▸ **Task to carry out**: Output the entries below exactly, from the first line to the line holding "it up, store", both included.

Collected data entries
****************

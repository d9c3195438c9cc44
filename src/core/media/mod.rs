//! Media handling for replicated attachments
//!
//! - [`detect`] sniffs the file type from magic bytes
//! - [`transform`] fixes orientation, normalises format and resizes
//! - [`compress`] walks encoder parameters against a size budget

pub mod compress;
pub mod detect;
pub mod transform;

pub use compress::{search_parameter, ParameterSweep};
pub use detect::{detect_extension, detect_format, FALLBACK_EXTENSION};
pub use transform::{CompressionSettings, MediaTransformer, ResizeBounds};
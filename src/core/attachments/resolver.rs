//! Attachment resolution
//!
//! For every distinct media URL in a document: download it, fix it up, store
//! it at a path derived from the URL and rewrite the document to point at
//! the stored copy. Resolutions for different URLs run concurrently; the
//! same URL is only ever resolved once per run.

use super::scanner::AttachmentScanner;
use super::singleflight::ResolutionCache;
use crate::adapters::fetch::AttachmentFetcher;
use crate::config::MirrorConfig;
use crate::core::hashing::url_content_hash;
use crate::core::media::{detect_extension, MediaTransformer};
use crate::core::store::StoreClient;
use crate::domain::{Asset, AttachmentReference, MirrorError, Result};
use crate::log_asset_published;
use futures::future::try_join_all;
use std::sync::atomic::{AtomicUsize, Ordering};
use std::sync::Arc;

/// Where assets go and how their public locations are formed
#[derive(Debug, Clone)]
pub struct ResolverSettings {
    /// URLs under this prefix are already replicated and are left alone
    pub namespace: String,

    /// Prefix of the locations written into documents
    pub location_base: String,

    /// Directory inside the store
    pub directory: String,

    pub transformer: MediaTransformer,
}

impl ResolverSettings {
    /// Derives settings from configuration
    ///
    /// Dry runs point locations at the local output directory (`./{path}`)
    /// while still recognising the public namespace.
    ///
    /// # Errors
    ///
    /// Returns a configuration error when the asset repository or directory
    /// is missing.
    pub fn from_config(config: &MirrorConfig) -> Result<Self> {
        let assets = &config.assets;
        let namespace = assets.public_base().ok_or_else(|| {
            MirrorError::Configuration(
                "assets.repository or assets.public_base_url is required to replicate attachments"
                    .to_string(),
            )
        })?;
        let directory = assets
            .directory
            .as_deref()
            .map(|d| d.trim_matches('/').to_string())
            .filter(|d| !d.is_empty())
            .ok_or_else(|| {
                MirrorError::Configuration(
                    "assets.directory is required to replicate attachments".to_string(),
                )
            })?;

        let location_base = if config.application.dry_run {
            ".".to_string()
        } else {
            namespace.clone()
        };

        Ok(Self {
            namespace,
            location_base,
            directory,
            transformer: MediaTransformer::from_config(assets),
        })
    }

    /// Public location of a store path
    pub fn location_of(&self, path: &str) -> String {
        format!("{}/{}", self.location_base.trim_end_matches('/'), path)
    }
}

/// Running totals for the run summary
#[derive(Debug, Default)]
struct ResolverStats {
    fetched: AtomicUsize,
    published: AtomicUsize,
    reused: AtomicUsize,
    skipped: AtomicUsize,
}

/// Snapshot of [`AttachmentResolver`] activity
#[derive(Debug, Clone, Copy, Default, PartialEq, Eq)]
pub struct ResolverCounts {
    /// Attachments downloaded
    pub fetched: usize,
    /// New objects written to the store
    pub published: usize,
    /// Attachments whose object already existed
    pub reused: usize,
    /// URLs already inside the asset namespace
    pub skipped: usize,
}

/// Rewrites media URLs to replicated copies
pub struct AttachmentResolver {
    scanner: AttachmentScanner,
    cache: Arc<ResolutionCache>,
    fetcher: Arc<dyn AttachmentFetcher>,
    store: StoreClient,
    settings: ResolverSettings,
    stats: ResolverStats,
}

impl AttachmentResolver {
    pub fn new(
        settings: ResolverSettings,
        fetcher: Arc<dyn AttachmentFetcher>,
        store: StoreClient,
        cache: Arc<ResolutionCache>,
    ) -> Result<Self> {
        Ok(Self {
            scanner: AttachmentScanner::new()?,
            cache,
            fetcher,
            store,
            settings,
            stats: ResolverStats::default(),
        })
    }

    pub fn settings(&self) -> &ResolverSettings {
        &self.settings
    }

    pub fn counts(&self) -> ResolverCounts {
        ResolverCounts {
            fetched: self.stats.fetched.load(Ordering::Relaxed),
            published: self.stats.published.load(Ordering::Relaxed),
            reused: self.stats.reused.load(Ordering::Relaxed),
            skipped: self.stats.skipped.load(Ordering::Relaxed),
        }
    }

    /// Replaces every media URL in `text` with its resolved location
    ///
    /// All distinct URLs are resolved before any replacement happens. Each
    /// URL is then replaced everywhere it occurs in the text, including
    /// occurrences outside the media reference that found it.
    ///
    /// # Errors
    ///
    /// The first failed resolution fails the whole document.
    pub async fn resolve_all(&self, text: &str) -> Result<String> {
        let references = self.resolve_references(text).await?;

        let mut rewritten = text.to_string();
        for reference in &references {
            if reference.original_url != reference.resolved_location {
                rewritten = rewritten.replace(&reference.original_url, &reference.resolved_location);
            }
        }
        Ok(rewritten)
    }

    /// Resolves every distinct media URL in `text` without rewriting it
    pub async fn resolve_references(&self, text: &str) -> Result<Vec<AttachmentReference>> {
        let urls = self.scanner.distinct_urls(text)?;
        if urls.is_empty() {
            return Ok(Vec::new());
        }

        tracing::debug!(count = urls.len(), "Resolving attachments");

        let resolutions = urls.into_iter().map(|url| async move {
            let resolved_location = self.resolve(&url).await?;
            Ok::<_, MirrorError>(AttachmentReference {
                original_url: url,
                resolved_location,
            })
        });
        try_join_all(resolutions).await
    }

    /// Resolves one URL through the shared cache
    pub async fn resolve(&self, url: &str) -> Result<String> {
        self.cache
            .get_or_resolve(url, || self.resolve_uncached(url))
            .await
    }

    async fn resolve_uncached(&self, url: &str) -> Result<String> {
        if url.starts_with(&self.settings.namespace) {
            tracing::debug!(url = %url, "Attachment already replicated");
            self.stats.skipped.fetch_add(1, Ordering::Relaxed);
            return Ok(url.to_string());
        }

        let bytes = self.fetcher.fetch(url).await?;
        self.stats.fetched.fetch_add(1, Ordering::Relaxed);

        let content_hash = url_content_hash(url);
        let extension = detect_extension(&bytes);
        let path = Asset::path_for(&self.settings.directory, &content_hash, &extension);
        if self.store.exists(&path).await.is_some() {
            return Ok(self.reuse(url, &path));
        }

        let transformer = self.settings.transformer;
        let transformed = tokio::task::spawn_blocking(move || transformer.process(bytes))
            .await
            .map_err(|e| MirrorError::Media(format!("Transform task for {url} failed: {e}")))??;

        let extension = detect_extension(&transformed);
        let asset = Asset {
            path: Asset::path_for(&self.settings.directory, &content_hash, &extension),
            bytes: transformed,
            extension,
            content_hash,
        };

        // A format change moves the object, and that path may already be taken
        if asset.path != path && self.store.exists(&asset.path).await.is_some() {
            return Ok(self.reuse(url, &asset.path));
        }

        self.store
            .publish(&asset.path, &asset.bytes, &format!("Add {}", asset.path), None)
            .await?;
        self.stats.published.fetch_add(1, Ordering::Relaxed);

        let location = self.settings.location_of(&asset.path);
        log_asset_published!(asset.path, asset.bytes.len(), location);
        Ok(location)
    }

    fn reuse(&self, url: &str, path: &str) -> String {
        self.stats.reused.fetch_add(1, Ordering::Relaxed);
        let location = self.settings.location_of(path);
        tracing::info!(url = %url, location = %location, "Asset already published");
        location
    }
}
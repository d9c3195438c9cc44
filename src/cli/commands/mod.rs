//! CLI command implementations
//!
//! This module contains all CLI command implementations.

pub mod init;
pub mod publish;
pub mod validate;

****************

▸ **Written answer**:
repository d9c3195438c9cc44
filename src/core/media/mod.rs
//! Media handling for replicated attachments
//!
//! - [`detect`] sniffs the file type from magic bytes
//! - [`transform`] fixes orientation, normalises format and resizes
//! - [`compress`] walks encoder parameters against a size budget

pub mod compress;
pub mod detect;
pub mod transform;

pub use compress::{search_parameter, ParameterSweep};
pub use detect::{detect_extension, detect_format, FALLBACK_EXTENSION};
pub use transform::{CompressionSettings, MediaTransformer, ResizeBounds};
filename src/core/attachments/resolver.rs
//! Attachment resolution
//!
//! For every distinct media URL in a document: download it, fix it up, store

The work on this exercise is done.